— EXERCISE INSTRUCTIONS —
The answer must consist of every line from the data that holds "dijkstra".

— RECORD SET —
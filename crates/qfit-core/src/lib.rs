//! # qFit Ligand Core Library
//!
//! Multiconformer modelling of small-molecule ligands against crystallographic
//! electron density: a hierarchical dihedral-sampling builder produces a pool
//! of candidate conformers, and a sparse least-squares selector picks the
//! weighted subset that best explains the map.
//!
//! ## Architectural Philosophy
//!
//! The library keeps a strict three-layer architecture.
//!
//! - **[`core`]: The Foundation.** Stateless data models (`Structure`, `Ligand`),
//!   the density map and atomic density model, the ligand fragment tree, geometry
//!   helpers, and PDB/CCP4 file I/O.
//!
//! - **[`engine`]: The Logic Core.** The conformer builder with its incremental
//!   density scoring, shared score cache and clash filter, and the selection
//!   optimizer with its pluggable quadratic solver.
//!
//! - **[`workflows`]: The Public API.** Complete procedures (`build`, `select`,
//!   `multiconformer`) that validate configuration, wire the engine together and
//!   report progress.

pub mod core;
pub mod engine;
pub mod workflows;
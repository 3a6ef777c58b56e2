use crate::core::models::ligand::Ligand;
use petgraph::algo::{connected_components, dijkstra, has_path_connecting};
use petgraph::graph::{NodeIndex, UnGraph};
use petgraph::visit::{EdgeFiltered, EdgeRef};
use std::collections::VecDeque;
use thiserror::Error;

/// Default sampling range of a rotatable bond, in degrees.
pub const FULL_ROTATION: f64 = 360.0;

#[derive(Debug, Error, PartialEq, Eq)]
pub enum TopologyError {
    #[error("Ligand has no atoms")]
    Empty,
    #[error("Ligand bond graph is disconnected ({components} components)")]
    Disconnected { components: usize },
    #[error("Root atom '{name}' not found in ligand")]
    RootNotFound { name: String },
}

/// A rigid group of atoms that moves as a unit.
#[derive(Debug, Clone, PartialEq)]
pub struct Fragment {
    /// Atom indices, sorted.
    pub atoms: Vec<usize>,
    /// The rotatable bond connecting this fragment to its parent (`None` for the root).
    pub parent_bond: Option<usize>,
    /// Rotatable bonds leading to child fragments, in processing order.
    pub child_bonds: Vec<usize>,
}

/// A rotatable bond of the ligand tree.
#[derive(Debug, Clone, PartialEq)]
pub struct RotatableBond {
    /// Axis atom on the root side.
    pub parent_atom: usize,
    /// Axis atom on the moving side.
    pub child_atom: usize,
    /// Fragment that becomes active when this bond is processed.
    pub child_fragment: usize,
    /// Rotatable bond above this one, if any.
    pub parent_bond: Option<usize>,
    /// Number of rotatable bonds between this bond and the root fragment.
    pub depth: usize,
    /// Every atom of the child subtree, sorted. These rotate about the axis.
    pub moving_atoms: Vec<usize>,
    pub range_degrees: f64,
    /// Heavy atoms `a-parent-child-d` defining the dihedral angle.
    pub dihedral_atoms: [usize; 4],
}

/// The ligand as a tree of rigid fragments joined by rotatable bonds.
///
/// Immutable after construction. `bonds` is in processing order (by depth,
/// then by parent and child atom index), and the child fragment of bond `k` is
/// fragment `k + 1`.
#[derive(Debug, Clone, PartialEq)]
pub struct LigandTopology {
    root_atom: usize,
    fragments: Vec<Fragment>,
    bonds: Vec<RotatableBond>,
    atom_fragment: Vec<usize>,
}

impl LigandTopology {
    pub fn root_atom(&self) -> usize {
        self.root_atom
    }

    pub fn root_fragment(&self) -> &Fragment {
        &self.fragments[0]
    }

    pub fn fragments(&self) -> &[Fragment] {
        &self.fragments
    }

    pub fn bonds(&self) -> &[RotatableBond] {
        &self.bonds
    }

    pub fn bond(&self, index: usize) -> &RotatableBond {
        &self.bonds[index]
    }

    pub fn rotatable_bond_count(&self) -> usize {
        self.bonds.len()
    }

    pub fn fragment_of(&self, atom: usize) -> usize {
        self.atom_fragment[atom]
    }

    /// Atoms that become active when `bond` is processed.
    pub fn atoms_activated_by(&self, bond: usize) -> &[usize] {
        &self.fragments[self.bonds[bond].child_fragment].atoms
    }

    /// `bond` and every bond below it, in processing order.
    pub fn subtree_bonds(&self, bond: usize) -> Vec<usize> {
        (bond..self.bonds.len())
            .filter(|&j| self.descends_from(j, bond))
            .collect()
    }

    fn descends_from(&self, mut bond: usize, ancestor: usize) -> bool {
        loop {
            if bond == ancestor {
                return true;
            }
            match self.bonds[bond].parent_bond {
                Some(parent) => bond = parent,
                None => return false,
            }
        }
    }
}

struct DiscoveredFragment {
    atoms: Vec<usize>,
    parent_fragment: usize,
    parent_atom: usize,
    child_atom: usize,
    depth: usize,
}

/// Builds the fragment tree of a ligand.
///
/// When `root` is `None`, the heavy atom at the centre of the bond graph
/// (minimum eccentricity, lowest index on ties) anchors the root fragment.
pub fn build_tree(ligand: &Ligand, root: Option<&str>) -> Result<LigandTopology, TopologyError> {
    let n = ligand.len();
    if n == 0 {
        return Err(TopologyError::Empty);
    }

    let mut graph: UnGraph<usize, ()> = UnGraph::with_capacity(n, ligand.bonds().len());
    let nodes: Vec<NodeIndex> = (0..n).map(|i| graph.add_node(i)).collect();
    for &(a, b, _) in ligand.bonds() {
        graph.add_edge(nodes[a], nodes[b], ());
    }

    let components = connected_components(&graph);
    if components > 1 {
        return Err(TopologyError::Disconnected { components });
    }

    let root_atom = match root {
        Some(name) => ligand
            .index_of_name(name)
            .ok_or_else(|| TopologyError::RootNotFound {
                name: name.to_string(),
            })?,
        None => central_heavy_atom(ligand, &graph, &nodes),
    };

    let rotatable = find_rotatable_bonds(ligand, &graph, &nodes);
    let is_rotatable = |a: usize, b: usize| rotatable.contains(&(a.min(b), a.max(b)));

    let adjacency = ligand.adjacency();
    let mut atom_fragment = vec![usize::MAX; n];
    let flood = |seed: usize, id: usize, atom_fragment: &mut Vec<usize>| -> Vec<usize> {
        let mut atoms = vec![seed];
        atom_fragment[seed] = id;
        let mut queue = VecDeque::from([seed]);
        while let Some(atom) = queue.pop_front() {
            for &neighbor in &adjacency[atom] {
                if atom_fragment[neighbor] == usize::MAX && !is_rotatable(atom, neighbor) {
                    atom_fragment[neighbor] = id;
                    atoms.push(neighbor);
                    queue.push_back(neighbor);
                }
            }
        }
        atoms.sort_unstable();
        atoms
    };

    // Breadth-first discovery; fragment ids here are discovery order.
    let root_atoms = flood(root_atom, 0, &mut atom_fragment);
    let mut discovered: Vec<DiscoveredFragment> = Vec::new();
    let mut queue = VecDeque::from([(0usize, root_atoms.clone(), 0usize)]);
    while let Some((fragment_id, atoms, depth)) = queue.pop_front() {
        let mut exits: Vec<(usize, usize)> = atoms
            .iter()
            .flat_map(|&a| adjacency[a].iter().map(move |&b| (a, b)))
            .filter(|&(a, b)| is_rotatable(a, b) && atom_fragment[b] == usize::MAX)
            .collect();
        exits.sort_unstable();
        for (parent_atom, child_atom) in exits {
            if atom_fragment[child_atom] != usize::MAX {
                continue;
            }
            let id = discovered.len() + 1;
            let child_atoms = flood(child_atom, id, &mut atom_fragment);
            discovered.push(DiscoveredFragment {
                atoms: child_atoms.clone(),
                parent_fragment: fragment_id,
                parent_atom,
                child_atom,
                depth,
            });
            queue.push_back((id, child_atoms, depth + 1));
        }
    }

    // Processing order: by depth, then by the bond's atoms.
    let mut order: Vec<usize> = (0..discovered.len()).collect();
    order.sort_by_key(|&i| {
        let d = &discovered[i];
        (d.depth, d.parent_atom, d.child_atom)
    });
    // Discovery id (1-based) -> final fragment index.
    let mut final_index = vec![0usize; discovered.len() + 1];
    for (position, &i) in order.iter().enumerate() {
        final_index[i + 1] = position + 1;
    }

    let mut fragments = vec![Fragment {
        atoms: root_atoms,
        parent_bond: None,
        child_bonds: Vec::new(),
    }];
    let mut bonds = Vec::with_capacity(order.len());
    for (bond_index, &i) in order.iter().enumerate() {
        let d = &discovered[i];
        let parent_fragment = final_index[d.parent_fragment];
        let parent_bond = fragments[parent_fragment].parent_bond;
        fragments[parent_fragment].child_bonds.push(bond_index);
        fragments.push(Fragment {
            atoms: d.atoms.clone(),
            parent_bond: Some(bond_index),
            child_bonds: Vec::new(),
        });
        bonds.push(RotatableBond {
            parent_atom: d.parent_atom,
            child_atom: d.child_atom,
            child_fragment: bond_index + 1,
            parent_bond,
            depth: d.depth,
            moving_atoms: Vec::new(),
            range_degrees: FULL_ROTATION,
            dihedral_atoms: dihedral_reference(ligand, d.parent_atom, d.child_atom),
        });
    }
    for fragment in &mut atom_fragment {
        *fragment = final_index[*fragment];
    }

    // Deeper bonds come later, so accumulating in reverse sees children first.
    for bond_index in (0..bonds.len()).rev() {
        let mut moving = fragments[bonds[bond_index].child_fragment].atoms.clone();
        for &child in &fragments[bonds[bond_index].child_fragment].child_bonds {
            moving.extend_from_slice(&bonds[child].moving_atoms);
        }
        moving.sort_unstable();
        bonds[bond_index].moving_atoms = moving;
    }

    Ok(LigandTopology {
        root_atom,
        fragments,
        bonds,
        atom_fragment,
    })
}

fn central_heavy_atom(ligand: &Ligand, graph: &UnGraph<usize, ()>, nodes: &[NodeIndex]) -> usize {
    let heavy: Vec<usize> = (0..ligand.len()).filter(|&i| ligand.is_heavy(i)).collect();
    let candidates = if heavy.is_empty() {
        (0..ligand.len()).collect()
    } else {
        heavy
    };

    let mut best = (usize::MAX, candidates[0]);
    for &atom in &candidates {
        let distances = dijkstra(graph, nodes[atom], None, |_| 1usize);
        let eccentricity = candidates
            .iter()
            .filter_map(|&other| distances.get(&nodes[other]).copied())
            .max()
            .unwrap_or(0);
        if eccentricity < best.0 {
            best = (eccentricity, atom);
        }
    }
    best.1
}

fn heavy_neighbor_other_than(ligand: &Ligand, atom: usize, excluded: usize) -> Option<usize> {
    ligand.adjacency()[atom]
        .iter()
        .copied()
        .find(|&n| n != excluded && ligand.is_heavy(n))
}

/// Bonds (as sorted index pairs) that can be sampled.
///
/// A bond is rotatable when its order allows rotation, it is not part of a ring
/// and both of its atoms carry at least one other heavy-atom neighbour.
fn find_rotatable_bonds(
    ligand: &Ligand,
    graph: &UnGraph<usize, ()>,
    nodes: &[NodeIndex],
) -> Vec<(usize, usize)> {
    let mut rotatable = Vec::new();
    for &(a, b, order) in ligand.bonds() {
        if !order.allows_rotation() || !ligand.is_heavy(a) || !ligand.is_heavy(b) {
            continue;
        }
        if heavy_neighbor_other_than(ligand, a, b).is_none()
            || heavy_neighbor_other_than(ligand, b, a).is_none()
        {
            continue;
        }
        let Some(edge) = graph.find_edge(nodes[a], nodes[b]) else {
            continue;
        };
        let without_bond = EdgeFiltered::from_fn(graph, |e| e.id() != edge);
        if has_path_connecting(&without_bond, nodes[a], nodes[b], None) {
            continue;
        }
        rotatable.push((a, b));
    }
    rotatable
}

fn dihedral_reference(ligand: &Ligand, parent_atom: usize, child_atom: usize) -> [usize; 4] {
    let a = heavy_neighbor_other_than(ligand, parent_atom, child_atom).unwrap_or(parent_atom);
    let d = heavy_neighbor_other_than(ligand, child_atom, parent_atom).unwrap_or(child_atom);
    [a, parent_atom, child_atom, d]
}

— OUTPUT BELOW —
use petgraph::algo::{connected_components, dijkstra, has_path_connecting};
        let distances = dijkstra(graph, nodes[atom], None, |_| 1usize);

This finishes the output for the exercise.